There are also additional health care policy issues currently in lower courts that soon may wind up at the U.S. Supreme Court. Medicaid work requirements and mandates on pre-existing conditions are a few issues that Judge Kavanaugh may hear as a member of the Supreme Court.  While legal scholars look to his dissenting opinion on the ACA as a “moderate” position, others point to a 2015 dissenting opinion, stating that ACA contraceptive coverage requirements could infringe upon the rights of religious organizations.  Health policy experts are also using this dissent to gauge how he could potentially rule in cases on other ACA coverage requirements, such as mandatory coverage for those with HIV or hepatitis C.

The constitutionality of the ACA is in the courts again: ACG is monitoring a case in Texas, where 20 state attorneys general have filed another suit on the ACA.  Congress zeroed the penalty for not having health insurance in 2017, as part of the Jobs Act.  They argue that based on the Supreme Court’s logic above, the ACA is now rendered unconstitutional.  The Justice Department in June echoed these arguments when it chose not to defend the ACA.  Please note that while the Jobs Act may have effectively eliminated the individual mandate, it only zeroed out the penalty beginning in 2019.  The law did not actually repeal this provision.  This may have a significant impact on important ACG objectives, as pre-existing conditions and community rating coverage requirements fall under the ACA.  This Justice Department letter also noted that it agrees with the Justice Department under President Obama—  that guaranteed issue for those with pre-existing conditions and community rate-setting should be tied to or “inseverable” with the individual mandate.  Thus, these sections of the ACA should potentially be repealed as well.

ACG will continue to update membership as we review and study all analyses on the potential impact to GI clinicians and patient care throughout Judge Kavanaugh’s nomination process.

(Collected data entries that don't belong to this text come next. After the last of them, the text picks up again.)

use serde::{Deserialize, Serialize};

/// Processor operating mode, encoded in CPSR bits 4-0.
///
/// Bit 4 is always set for the architecturally valid modes; the 26-bit
/// compatibility encodings (bit 4 clear) and the three reserved 5-bit
/// patterns decode to [`Mode::Reserved`], which addresses a zeroed scratch
/// bank instead of crashing. Real guest software never runs there.
#[derive(Debug, Eq, PartialEq, Copy, Clone, Serialize, Deserialize)]
pub enum Mode {
    User = 0b10000,
    Fiq = 0b10001,
    Irq = 0b10010,
    Supervisor = 0b10011,
    Abort = 0b10111,
    Undefined = 0b11011,
    System = 0b11111,
    /// Any invalid mode pattern. Architecturally "don't care".
    Reserved = 0b00000,
}

impl Mode {
    /// Everything except User runs privileged. Reserved is treated as
    /// privileged since only privileged code can reach it at all.
    #[must_use]
    pub const fn is_privileged(self) -> bool {
        !matches!(self, Self::User)
    }

    /// Modes with a banked SPSR (everything but User/System/Reserved).
    #[must_use]
    pub const fn has_spsr(self) -> bool {
        matches!(
            self,
            Self::Fiq | Self::Irq | Self::Supervisor | Self::Abort | Self::Undefined
        )
    }
}

impl TryFrom<u32> for Mode {
    type Error = u32;

    fn try_from(value: u32) -> Result<Self, Self::Error> {
        match value {
            0b10000 => Ok(Self::User),
            0b10001 => Ok(Self::Fiq),
            0b10010 => Ok(Self::Irq),
            0b10011 => Ok(Self::Supervisor),
            0b10111 => Ok(Self::Abort),
            0b11011 => Ok(Self::Undefined),
            0b11111 => Ok(Self::System),
            _ => Err(value),
        }
    }
}

impl std::fmt::Display for Mode {
    fn fmt(&self, f: &mut std::fmt::Formatter<'_>) -> std::fmt::Result {
        match self {
            Self::User => f.write_str("USR"),
            Self::Fiq => f.write_str("FIQ"),
            Self::Irq => f.write_str("IRQ"),
            Self::Supervisor => f.write_str("SVC"),
            Self::Abort => f.write_str("ABT"),
            Self::Undefined => f.write_str("UND"),
            Self::System => f.write_str("SYS"),
            Self::Reserved => f.write_str("RSV"),
        }
    }
}

#[cfg(test)]
mod tests {
    use super::*;
    use pretty_assertions::assert_eq;

    #[test]
    fn valid_modes_round_trip() {
        for mode in [
            Mode::User,
            Mode::Fiq,
            Mode::Irq,
            Mode::Supervisor,
            Mode::Abort,
            Mode::Undefined,
            Mode::System,
        ] {
            assert_eq!(Mode::try_from(mode as u32), Ok(mode));
        }
    }

    #[test]
    fn invalid_patterns_are_rejected() {
        // The three reserved patterns with bit 4 set, plus a 26-bit encoding.
        for bits in [0b10100_u32, 0b10101, 0b10110, 0b00010] {
            assert_eq!(Mode::try_from(bits), Err(bits));
        }
    }

    #[test]
    fn privilege() {
        assert!(!Mode::User.is_privileged());
        assert!(Mode::System.is_privileged());
        assert!(Mode::Supervisor.is_privileged());
    }
}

Another legal issue: Trump Administration Withholds “Risk Adjustment” Payment to Commercial Insurers

Another hot health care topic in the courts as of late is the ACA’s “risk adjustment” payment to commercial insurers.  “Risk adjustment” is a federal program that allows insurers, primarily in the small group and individual markets, pay into a pool.  These funds are then redistributed to commercial plans with a disproportionate number of high-cost claims.  In February, a judge in New Mexico ruled that the formula that determined who received funding is flawed, and that the rationale to make the payments budget-neutral needs refinement.  HHS has asked the court in New Mexico to reconsider the decision.  Last week, CMS announced that all payments will be suspended until this court case is resolved.  The issue in the New Mexico case is that the “risk adjustment” program has created financial winners and losers.  The New Mexico health care co-op alleges that they have been unfairly penalized, while larger commercial plans have profited from the program.

In making this decision to halt payments, however, commercial insurers now warn that they will have to charge higher premiums next year.  ACG will continue to update membership on the latest developments on these issues.